■ **Your instructions**
Go over the data and copy out each line with "rename" in it.

------ Information ------

//! Form-type detection over known immigration form codes.

use std::fmt;

use regex::Regex;
use serde::{Deserialize, Serialize};

use super::patterns::{FORM_I130, FORM_I131, FORM_I485, FORM_I765, FORM_I90, FORM_N400};

/// Known immigration form types.
#[derive(Debug, Clone, Copy, Default, PartialEq, Eq, Serialize, Deserialize)]
pub enum FormType {
    #[serde(rename = "I-485")]
    I485,
    #[serde(rename = "I-130")]
    I130,
    #[serde(rename = "I-765")]
    I765,
    #[serde(rename = "I-131")]
    I131,
    #[serde(rename = "N-400")]
    N400,
    #[serde(rename = "I-90")]
    I90,
    #[serde(rename = "Unknown")]
    #[default]
    Unknown,
}

impl FormType {
    /// Official form code, or "Unknown".
    pub fn code(&self) -> &'static str {
        match self {
            FormType::I485 => "I-485",
            FormType::I130 => "I-130",
            FormType::I765 => "I-765",
            FormType::I131 => "I-131",
            FormType::N400 => "N-400",
            FormType::I90 => "I-90",
            FormType::Unknown => "Unknown",
        }
    }

    /// Official form title.
    pub fn title(&self) -> &'static str {
        match self {
            FormType::I485 => "Application to Register Permanent Residence or Adjust Status",
            FormType::I130 => "Petition for Alien Relative",
            FormType::I765 => "Application for Employment Authorization",
            FormType::I131 => "Application for Travel Document",
            FormType::N400 => "Application for Naturalization",
            FormType::I90 => "Application to Replace Permanent Resident Card",
            FormType::Unknown => "Unknown form",
        }
    }
}

impl fmt::Display for FormType {
    fn fmt(&self, f: &mut fmt::Formatter<'_>) -> fmt::Result {
        write!(f, "{}", self.code())
    }
}

/// Detect the form type from full document text.
///
/// The first matching pattern wins; the scan order below is fixed. Returns
/// `FormType::Unknown` when none of the known codes appear.
pub fn detect_form_type(text: &str) -> FormType {
    let known: [(FormType, &Regex); 6] = [
        (FormType::I485, &*FORM_I485),
        (FormType::I130, &*FORM_I130),
        (FormType::I765, &*FORM_I765),
        (FormType::I131, &*FORM_I131),
        (FormType::N400, &*FORM_N400),
        (FormType::I90, &*FORM_I90),
    ];

    for (form, pattern) in known {
        if pattern.is_match(text) {
            return form;
        }
    }

    FormType::Unknown
}

#[cfg(test)]
mod tests {
    use super::*;

    #[test]
    fn test_detect_i485_anywhere_in_text() {
        let text = "USCIS\nForm I-485\nApplication to Register Permanent Residence";
        assert_eq!(detect_form_type(text), FormType::I485);

        let text = "some preamble mentioning the I-485 in passing, nothing else";
        assert_eq!(detect_form_type(text), FormType::I485);
    }

    #[test]
    fn test_detect_each_known_form() {
        assert_eq!(detect_form_type("Form I-130 petition"), FormType::I130);
        assert_eq!(detect_form_type("form i-765 application"), FormType::I765);
        assert_eq!(detect_form_type("I-131 Travel Document"), FormType::I131);
        assert_eq!(detect_form_type("N-400 Naturalization"), FormType::N400);
        assert_eq!(detect_form_type("Form I-90"), FormType::I90);
    }

    #[test]
    fn test_unknown_when_no_code_present() {
        assert_eq!(detect_form_type("W-2 Wage and Tax Statement"), FormType::Unknown);
        assert_eq!(detect_form_type(""), FormType::Unknown);
    }

    #[test]
    fn test_serde_uses_form_code() {
        let json = serde_json::to_string(&FormType::I485).unwrap();
        assert_eq!(json, "\"I-485\"");
        let parsed: FormType = serde_json::from_str("\"N-400\"").unwrap();
        assert_eq!(parsed, FormType::N400);
    }
}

------

■ **Your response**
    #[serde(rename = "I-485")]
    #[serde(rename = "I-130")]
    #[serde(rename = "I-765")]
    #[serde(rename = "I-131")]
    #[serde(rename = "N-400")]
    #[serde(rename = "I-90")]
    #[serde(rename = "Unknown")]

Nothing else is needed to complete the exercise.